Les scènes baignées dans le jazz dixie semblent beaucoup
plus naturelles alors que ces touches musicales plus à la mode
brisent quelque peu l'atmosphère du film en plus d'assurer qu'il
aura vieilli drôlement dans une dizaine d'année. Heureusement,
le rythme posé d'Une jeune fille à la fenêtre
arrive en soi à embarquer le spectateur. Le montage sonore s'avère
au-dessus de la moyenne et ajoute à cet effet global d'immersion.
Une jeune fille à la fenêtre est somme toute ingénieusement
présenté malgré certains choix douteux.
Règle générale, Francis Leclerc offre avec Une
jeune fille à la fenêtre un premier essai fort intéressant
dont certaines des qualités les plus marquées seront exploitées
avec brio trois ans plus tard dans Mémoires affectives.

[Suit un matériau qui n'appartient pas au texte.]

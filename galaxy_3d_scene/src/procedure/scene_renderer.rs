/// SceneRenderer renders the scene with the first usable procedure.
///
/// Procedures form a fallback chain: the first one whose resources all
/// resolved is selected each frame. The batch is reset whenever the
/// selection changes, since another procedure batches other materials.

use std::sync::Arc;
use crate::batch::BatchData;
use crate::camera::Camera;
use crate::error::Galaxy3dResult;
use crate::log::Logger;
use crate::renderer::RenderDevice;
use crate::scene::SceneManager;
use crate::{engine_info, engine_warn};
use super::scene_pass::PassContext;
use super::scene_procedure::SceneProcedure;

const LOG_SOURCE: &str = "galaxy3d::SceneRenderer";

pub struct SceneRenderer {
    procedures: Vec<SceneProcedure>,
    selected: Option<usize>,
    /// Whether a selection was made at least once
    has_selected: bool,
    camera_override: Option<usize>,
    logger: Arc<dyn Logger>,
}

impl SceneRenderer {
    pub fn new(logger: Arc<dyn Logger>) -> Self {
        Self {
            procedures: Vec::new(),
            selected: None,
            has_selected: false,
            camera_override: None,
            logger,
        }
    }

    /// Append a procedure to the fallback chain. Returns its index.
    pub fn add_procedure(&mut self, procedure: SceneProcedure) -> usize {
        self.procedures.push(procedure);
        self.procedures.len() - 1
    }

    pub fn procedures(&self) -> &[SceneProcedure] {
        &self.procedures
    }

    pub fn procedure_mut(&mut self, index: usize) -> Option<&mut SceneProcedure> {
        self.procedures.get_mut(index)
    }

    /// Camera index used by every pass instead of its own `CameraID`
    pub fn set_camera_override(&mut self, camera: Option<usize>) {
        self.camera_override = camera;
    }

    pub fn camera_override(&self) -> Option<usize> {
        self.camera_override
    }

    pub fn selected_index(&self) -> Option<usize> {
        self.selected
    }

    pub fn selected_procedure(&self) -> Option<&SceneProcedure> {
        self.selected.and_then(|i| self.procedures.get(i))
    }

    /// Select the first available procedure, resetting `batch` on change.
    pub fn select_procedure(&mut self, batch: &mut BatchData) -> Option<usize> {
        let choice = self.procedures.iter().position(SceneProcedure::is_available);

        if !self.has_selected || choice != self.selected {
            batch.reset();
            match choice {
                Some(index) => engine_info!(self.logger, LOG_SOURCE,
                    "Procedure '{}' selected", self.procedures[index].name()),
                None => engine_warn!(self.logger, LOG_SOURCE,
                    "No available procedure among {}, nothing will be rendered", self.procedures.len()),
            }
            self.selected = choice;
            self.has_selected = true;
        }

        choice
    }

    /// Render one frame with the selected procedure.
    pub fn render_scene(
        &mut self,
        cameras: &[Camera],
        scene: &mut dyn SceneManager,
        batch: &mut BatchData,
        device: &mut dyn RenderDevice,
    ) -> Galaxy3dResult<()> {
        let Some(index) = self.select_procedure(batch) else {
            return Ok(());
        };

        let mut context = PassContext {
            cameras,
            camera_override: self.camera_override,
            scene,
            batch,
            device,
        };
        self.procedures[index].render(&mut context)
    }
}

#[cfg(test)]
#[path = "scene_renderer_tests.rs"]
mod tests;
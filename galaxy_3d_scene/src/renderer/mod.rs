/// Renderer module - collaborator interfaces and draw-call value types
///
/// The scene layer consumes these traits and never owns a GPU API.

mod render_device;
mod material;
mod render_operation;

#[cfg(test)]
pub(crate) mod mock_render_device;

pub use render_device::{
    ClearFlags, PixelFormat, DepthFormat,
    RenderTarget, DepthStencilBuffer, Texture, Effect,
    RenderTargetDesc, DepthStencilDesc,
    RenderDevice, ObjectFactory, ResourceProvider,
};
pub use material::{Material, MaterialDesc, MaterialId, ParamValue};
pub use render_operation::{GeometryData, GeometryId, RenderOperation};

Sans être un incontournable, son film présente des points
forts indéniables. À défaut d'offrir une histoire
originale, Une jeune fille à la fenêtre raconte
celle-ci de façon intéressante et traite ses personnages
avec finesse. Encore mieux, le travail de l'image s'avère, comme
dans plusieurs productions québécoises récentes,
des plus intéressants.
De plus, le réalisateur dresse en parallèle à l'évolution
de Marthe le portrait d'une période de mutation. Les suffragettes
sortent dans la rue pour obtenir le droit de vote des femmes alors que
la jeune fille se détache des valeurs conservatrices qui ont
régi son enfance. Le conflit entre les valeurs traditionnelles
québécoises et celles d'une certaine jeunesse émancipée
semble au coeur du film. Cela dit, Leclerc et ses trois co-scénaristes
effleurent ces thèmes sans jamais les explorer en profondeur.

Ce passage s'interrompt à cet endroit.